Reminder to self: When you are exploring a new concept, or getting familiar with a new technology that you intend to implement,  write your own documentation about it.

By this I mean going beyond "keeping notes", where you say "Tech X allows you to do a,b,c". Instead expand it with how YOU would use Tech X, or how you ARE using it. "We use Tech X at Widgets Unlimited to overcome issues 1,2,3. Standards: We always enable Option A because Option B proved unreliable across a WAN" etc.

This doesn't have to be glamorous. It just has to be personal. Why, and why bother?

  • The act of summarizing everything you've read/seen on a topic helps you synthesize and internalize it. Fuzzy parts become clear.

  • You are forced to really think through the topic, and make it real for your life.

  • You've just created a great documentation resource that will be personally twice as valuable as anything you'll find online or in a book.



It's one thing to be able to lookup how to do, say, Log Shipping in general. It's a completely more powerful thing to have your own specific standard written up about how you do Log Shipping. Your own standard tends to be more concise, and include personal lessons learned. So don't just have a favorite chapter on the topic; have your own mini-chapter.

This is a habit I'm still developing. It's partly a "good internal documentation" habit, but it's also a "how to retain hard-won knowledge" habit. And for me it really started with some great advice in Brad McGehee's "How to Become an Exceptional DBA" book regarding having a "DBA Handbook". I created and maintain such a handbook at our company. We further have created various "Run Books" that walk through how to perform a single complex task. From this I created a document template in Word, and now creating new Run Books is a snap. (This is important: documentation that is easy to create is more likely to get created.)

So Run Books are good, and DBA Handbooks are good. But beyond that, little personal "Technology Summaries" that you collect and improve over time are invaluable.

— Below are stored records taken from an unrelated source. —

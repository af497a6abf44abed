//! world-ngin
//!
//! The content and navigation core of a first-person walkthrough engine. A
//! world is a set of environments (indoor or outdoor) holding objects and
//! portals; stepping into a portal moves the player to a spawn point in
//! another environment. Models come from Wavefront OBJ files and are shared
//! through a path-keyed cache; objects without a model fall back to built-in
//! primitive shapes.
//!
//! High-level modules
//! - `config`: JSON settings (asset root, start world, portal cooldown, log level)
//! - `context`: explicit context owning the backend and the asset cache, logger setup
//! - `data_structures`: engine data models (world graph, objects, portals, meshes)
//! - `flow`: player movement, portal checks and the simulation step
//! - `gpu`: wgpu implementation of the graphics boundary
//! - `resources`: OBJ parsing, image decoding, the asset cache and scene files
//! - `render`: graphics boundary and model/primitive draw resolution
//!

pub mod config;
pub mod context;
pub mod data_structures;
pub mod flow;
pub mod gpu;
pub mod render;
pub mod resources;

// Re-exports commonly used types for convenience in downstream code.
pub use cgmath::*;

Do you have a technology on the brain, floating around kinda fuzzy like, with loose references to 2 books and seven blog posts? Write down everything you know about it, add some personal notes, and free your mind.

Comments

  1. I like this post, Will. I have had to document my understanding of some new software we're using. I opted against the cold third-person of standard user manuals in favor of first person notes to my future self. E.g., "I considered my options and chose setting B, but you may want to take another look and see if that was the best choice."